The positioning of the hydroxy group plays a crucial role in the coordination of Schiff bases with copper ions and their antibacterial effectiveness. This potential is an area of interest for future exploration, although no specific studies have been conducted. This study aims to reveal the significance of the positioning of the hydroxy group in the ability of the Schiff base to coordinate with copper ion and its antibacterial efficacy against E. coli and S. aureus. By utilizing ortho-vanillin and para-vanillin as precursors, we successfully synthesized Schiff bases HL1 (ortho) and L2 (para), which were confirmed through Fourier Transform Infrared (FT-IR) and Nuclear Magnetic Resonance (NMR) analyses. HL1 forms the CuL1 complex as a bidentate ligand with N, O donor atoms, while L2 only provides a single N donor atom, forming the CuL2 complex but retaining a free hydroxy group. Crystallographic analysis revealed a tetragonal crystal system for the Schiff base and orthorhombic for the complex. Electronic transition analysis supported by Density Functional Theory (DFT) studies indicated a distorted square plane geometry for the CuL1 and CuL2 complexes.

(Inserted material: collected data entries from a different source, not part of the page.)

use crate::transform::TransformOutput;
use serde::{Deserialize, Serialize};
use sha2::{Digest, Sha256};
use std::fs;
use std::path::{Path, PathBuf};
use tracing::warn;

#[derive(Serialize, Deserialize)]
pub struct CacheEntry {
    pub hash: String,
    pub output: TransformOutput,
}

pub struct IncrementalCache {
    cache_dir: PathBuf,
}

impl IncrementalCache {
    pub fn new(cache_dir: impl AsRef<Path>) -> Self {
        let cache_dir = cache_dir.as_ref().to_path_buf();
        if !cache_dir.exists() {
            if let Err(e) = fs::create_dir_all(&cache_dir) {
                warn!(dir = %cache_dir.display(), error = %e, "could not create cache directory");
            }
        }
        Self { cache_dir }
    }

    /// Hash of everything that affects a transform: source, stylesheet and options.
    pub fn compute_hash(parts: &[&str]) -> String {
        let mut hasher = Sha256::new();
        for part in parts {
            hasher.update(part.as_bytes());
            // Separator so ("ab", "c") and ("a", "bc") differ.
            hasher.update([0u8]);
        }
        format!("{:x}", hasher.finalize())
    }

    fn get_cache_path(&self, file_path: &str) -> PathBuf {
        let safe_name = file_path
            .replace("/", "_")
            .replace("\\", "_")
            .replace(":", "_");
        self.cache_dir.join(format!("{}.json", safe_name))
    }

    pub fn get(&self, file_path: &str, hash: &str) -> Option<TransformOutput> {
        let cache_path = self.get_cache_path(file_path);
        if !cache_path.exists() {
            return None;
        }

        let data = fs::read_to_string(&cache_path).ok()?;

        let entry: CacheEntry = match serde_json::from_str(&data) {
            Ok(e) => e,
            Err(e) => {
                warn!(file = file_path, error = %e, "dropping corrupt cache entry");
                fs::remove_file(cache_path).ok();
                return None;
            }
        };

        if entry.hash == hash {
            Some(entry.output)
        } else {
            None
        }
    }

    pub fn set(&self, file_path: &str, hash: &str, output: &TransformOutput) {
        let cache_path = self.get_cache_path(file_path);
        let entry = CacheEntry {
            hash: hash.to_string(),
            output: output.clone(),
        };

        match serde_json::to_string(&entry) {
            Ok(data) => {
                if let Err(e) = fs::write(&cache_path, data) {
                    warn!(file = file_path, error = %e, "could not write cache entry");
                }
            }
            Err(e) => warn!(file = file_path, error = %e, "could not serialize cache entry"),
        }
    }
}

#[cfg(test)]
mod tests {
    use super::*;
    use crate::transform::{transform_source, TransformOptions};

    const SOURCE: &str = "export default () => <View className='flex' />";

    fn output() -> TransformOutput {
        transform_source(SOURCE, "a.jsx", None, &TransformOptions::default()).unwrap()
    }

    #[test]
    fn test_hit_and_miss() {
        let dir = tempfile::tempdir().unwrap();
        let cache = IncrementalCache::new(dir.path().join("cache"));
        let hash = IncrementalCache::compute_hash(&[SOURCE, "", "{}"]);

        assert!(cache.get("src/a.jsx", &hash).is_none());
        cache.set("src/a.jsx", &hash, &output());

        let hit = cache.get("src/a.jsx", &hash).unwrap();
        assert_eq!(hit.code, output().code);
        assert!(cache.get("src/a.jsx", "other").is_none());
    }

    #[test]
    fn test_hash_parts_are_separated() {
        assert_ne!(
            IncrementalCache::compute_hash(&["ab", "c"]),
            IncrementalCache::compute_hash(&["a", "bc"])
        );
    }

    #[test]
    fn test_corrupt_entry_is_removed() {
        let dir = tempfile::tempdir().unwrap();
        let cache = IncrementalCache::new(dir.path());
        let path = dir.path().join("src_a.jsx.json");
        fs::write(&path, "{not json").unwrap();

        assert!(cache.get("src/a.jsx", "h").is_none());
        assert!(!path.exists());
    }
}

The in vitro antibacterial assessment against E. coli and S. aureus revealed that the CuL1 and CuL2 complexes exhibited significantly better activity than Schiff bases HL1 and L2. Moreover, CuL2 exhibits greater bioactivity against both bacterial strains compared to CuL1. This difference could be attributed to a free hydroxy group, supported by computational analysis. Our findings suggest that the formation of complexes and the presence of free hydroxy groups may enhance the antibacterial activity of the drug.